Axiom Air wireless speaker

Most of us think that male or female speech or singing voices fall somewhere in the midrange; “midrange vocals” is a recurring phrase commonly seen in speaker reviews, and I’m guilty of using it as well. However, a little research shows that the fundamental frequencies of male and female speech are really much lower in frequency than most of us imagine.

The average man’s speaking voice, for example, typically has a fundamental frequency between 85 Hz and 155 Hz. A woman’s speech range is about 165 Hz to 255 Hz, and a child’s voice typically ranges from 250 Hz to 300 Hz and higher. Of course, each of us has a wider range of sounds that our vocal cords can produce, and if we choose to sing, that range can extend up to four octaves. To help you visualize that, a standard piano keyboard has 88 black and white keys, and covers a frequency range from 27.5 Hz to 4186 Hz, over seven musical octaves (“middle C” is at 261 Hz). One octave represents 12 tones, white and black keys included. We hear the frequency of speech or singing as the pitch, and a doubling of the fundamental frequency represents an octave. If you were singing a note at 100 Hz and then sang it at 200 Hz, you’d hear it as “twice as high.” If you sang a note at 180 Hz and then tried for a really low note, at 90 Hz, the latter would be an octave deeper.

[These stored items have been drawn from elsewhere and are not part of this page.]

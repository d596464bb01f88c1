//! Per-domain certificate renewal.

use std::sync::Arc;
use std::time::Duration;

use anyhow::{Context, Result};
use rcgen::KeyPair;
use time::OffsetDateTime;
use tokio::time::sleep;
use tracing::{debug, error, info};

use crate::acme_client::{read_pem, IssueApi};
use crate::cache::{self, CertCache};

/// Renew when the certificate has less than this long to live.
const RENEW_BEFORE: Duration = Duration::from_secs(30 * 24 * 60 * 60);

/// Floor between two renewal checks for an active certificate.
const MIN_CHECK_INTERVAL: Duration = Duration::from_secs(60 * 60);

/// First retry delay after a failed exchange.
const BACKOFF_INITIAL: Duration = Duration::from_secs(60);

/// Retry delay ceiling.
const BACKOFF_MAX: Duration = Duration::from_secs(60 * 60);

/// Bound on one full ACME exchange.
const ISSUE_TIMEOUT: Duration = Duration::from_secs(120);

/// Where a domain's renewal loop currently stands.
#[derive(Debug, Clone, Copy, PartialEq, Eq)]
enum RenewalState {
    /// Inspect the cache and decide what to do next.
    Check { attempt: u32 },
    /// No usable bundle; issue with a fresh key.
    Requesting { attempt: u32 },
    /// Bundle expiring soon; reissue with the cached key.
    Renewing { attempt: u32 },
    /// Bundle valid until `not_after`; sleep until the renewal window opens.
    Active { not_after: OffsetDateTime },
    /// Last exchange failed; wait before trying again.
    Backoff { attempt: u32 },
}

/// One domain's renewal task, the sole writer of that domain's bundle.
pub(crate) struct RenewalTask<I> {
    domain: String,
    cache: CertCache,
    issuer: Arc<I>,
}

impl<I: IssueApi> RenewalTask<I> {
    pub fn new(domain: String, cache: CertCache, issuer: Arc<I>) -> Self {
        Self {
            domain,
            cache,
            issuer,
        }
    }

    /// Drive the state machine indefinitely.
    pub async fn run(self) {
        info!("started renewal task for: {}", self.domain);
        let mut state = RenewalState::Check { attempt: 0 };
        loop {
            state = self.step(state).await;
        }
    }

    /// Advance the state machine by one transition.
    async fn step(&self, state: RenewalState) -> RenewalState {
        match state {
            RenewalState::Check { attempt } => self.check(attempt),
            RenewalState::Requesting { attempt } => match self.issue(false).await {
                Ok(not_after) => RenewalState::Active { not_after },
                Err(err) => {
                    error!("failed to issue certificate for {}: {err:#}", self.domain);
                    RenewalState::Backoff { attempt }
                }
            },
            RenewalState::Renewing { attempt } => match self.issue(true).await {
                Ok(not_after) => RenewalState::Active { not_after },
                Err(err) => {
                    error!("failed to renew certificate for {}: {err:#}", self.domain);
                    RenewalState::Backoff { attempt }
                }
            },
            RenewalState::Active { not_after } => {
                sleep(next_check_delay(not_after, OffsetDateTime::now_utc())).await;
                RenewalState::Check { attempt: 0 }
            }
            RenewalState::Backoff { attempt } => {
                sleep(backoff_delay(attempt)).await;
                RenewalState::Check {
                    attempt: attempt.saturating_add(1),
                }
            }
        }
    }

    fn check(&self, attempt: u32) -> RenewalState {
        if !self.cache.exists(&cache::key_name(&self.domain))
            || !self.cache.exists(&cache::cert_name(&self.domain))
        {
            return RenewalState::Requesting { attempt };
        }
        match self
            .cache
            .read(&cache::cert_name(&self.domain))
            .and_then(|pem| cert_not_after(&pem))
        {
            Ok(not_after) if !renewal_due(not_after, OffsetDateTime::now_utc()) => {
                debug!("certificate for {} is up to date", self.domain);
                RenewalState::Active { not_after }
            }
            Ok(_) => RenewalState::Renewing { attempt },
            Err(err) => {
                debug!("unreadable certificate for {}: {err:#}", self.domain);
                RenewalState::Renewing { attempt }
            }
        }
    }

    /// Run one bounded ACME exchange and install the resulting bundle.
    async fn issue(&self, reuse_key: bool) -> Result<OffsetDateTime> {
        let key_pem = match reuse_key {
            true => match self.cache.read(&cache::key_name(&self.domain)) {
                Ok(key_pem) => key_pem,
                Err(err) => {
                    debug!("unreadable key for {}, generating anew: {err:#}", self.domain);
                    fresh_key()?
                }
            },
            false => fresh_key()?,
        };
        let cert_pem = tokio::time::timeout(
            ISSUE_TIMEOUT,
            self.issuer.issue_certificate(&key_pem, &self.domain),
        )
        .await
        .context("requesting cert timeout")??;
        let not_after = cert_not_after(&cert_pem)?;
        self.cache.write_bundle(&self.domain, &key_pem, &cert_pem)?;
        info!(
            "installed certificate for {}, expires {not_after}",
            self.domain
        );
        Ok(not_after)
    }
}

fn fresh_key() -> Result<String> {
    Ok(KeyPair::generate()
        .context("failed to generate key")?
        .serialize_pem())
}

/// Expiry of the first certificate in `cert_pem`.
fn cert_not_after(cert_pem: &str) -> Result<OffsetDateTime> {
    let pem = read_pem(cert_pem)?;
    let cert = pem.parse_x509().context("Invalid x509 certificate")?;
    Ok(cert.validity().not_after.to_datetime())
}

/// Whether a certificate expiring at `not_after` is inside the renewal window.
fn renewal_due(not_after: OffsetDateTime, now: OffsetDateTime) -> bool {
    not_after < now + RENEW_BEFORE
}

/// How long an active task sleeps before its next check.
fn next_check_delay(not_after: OffsetDateTime, now: OffsetDateTime) -> Duration {
    let until_window = not_after - RENEW_BEFORE - now;
    Duration::try_from(until_window)
        .unwrap_or(Duration::ZERO)
        .max(MIN_CHECK_INTERVAL)
}

/// Retry delay for the given failure count.
fn backoff_delay(attempt: u32) -> Duration {
    BACKOFF_INITIAL
        .saturating_mul(2u32.saturating_pow(attempt))
        .min(BACKOFF_MAX)
}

But what’s surprising in all this is that the entire range of men’s and women’s voices remains between about 65 Hz for a male with a very deep bass voice to the highest note of a female coloratura soprano, just above 1,000 Hz, at 1,280 Hz. (A female high-pitched scream can go quite a bit higher, to around 3,000 Hz.)

In loudspeaker terms, looking at a good 2-way speaker like Axiom’s M2 or M3 or M22, that means that the entire range of men’s and women’s singing voices are handled by the woofer before the tweeter even kicks in! Of course there are harmonics of our speech and singing voices that extend higher and give each of us the particular timbre or tonal quality—the harmonic structure– by which we recognize each other’s unique voices, but it still comes as a surprise that the woofer in many speakers, or the woofer and the midrange driver in a 3-way speaker, must handle the full range of human voices, spoken and sung.

This puts an enormous obligation on the speaker designer to make certain that a speaker’s accuracy in the range of the woofer be very linear and smooth, because we’ll certainly use our familiarity with men’s and women’s voices as a criterion of how natural a loudspeaker sounds. If a speaker has a choppy, uneven frequency response in the woofer or woofer/midrange, you can bet it won’t sound natural on spoken or sung male or female voices. Or if a speaker has a big hump or peak between 80 and 150 Hz, it will make male speech and singers sound peculiar—rather chubby or “fat” (a not uncommon design flaw in many speakers). But keeping things linear and smooth throughout that range to 1 kHz, means that the loudspeaker will sound natural on that most familiar of all sounds, men’s and women’s voices (and kids, too).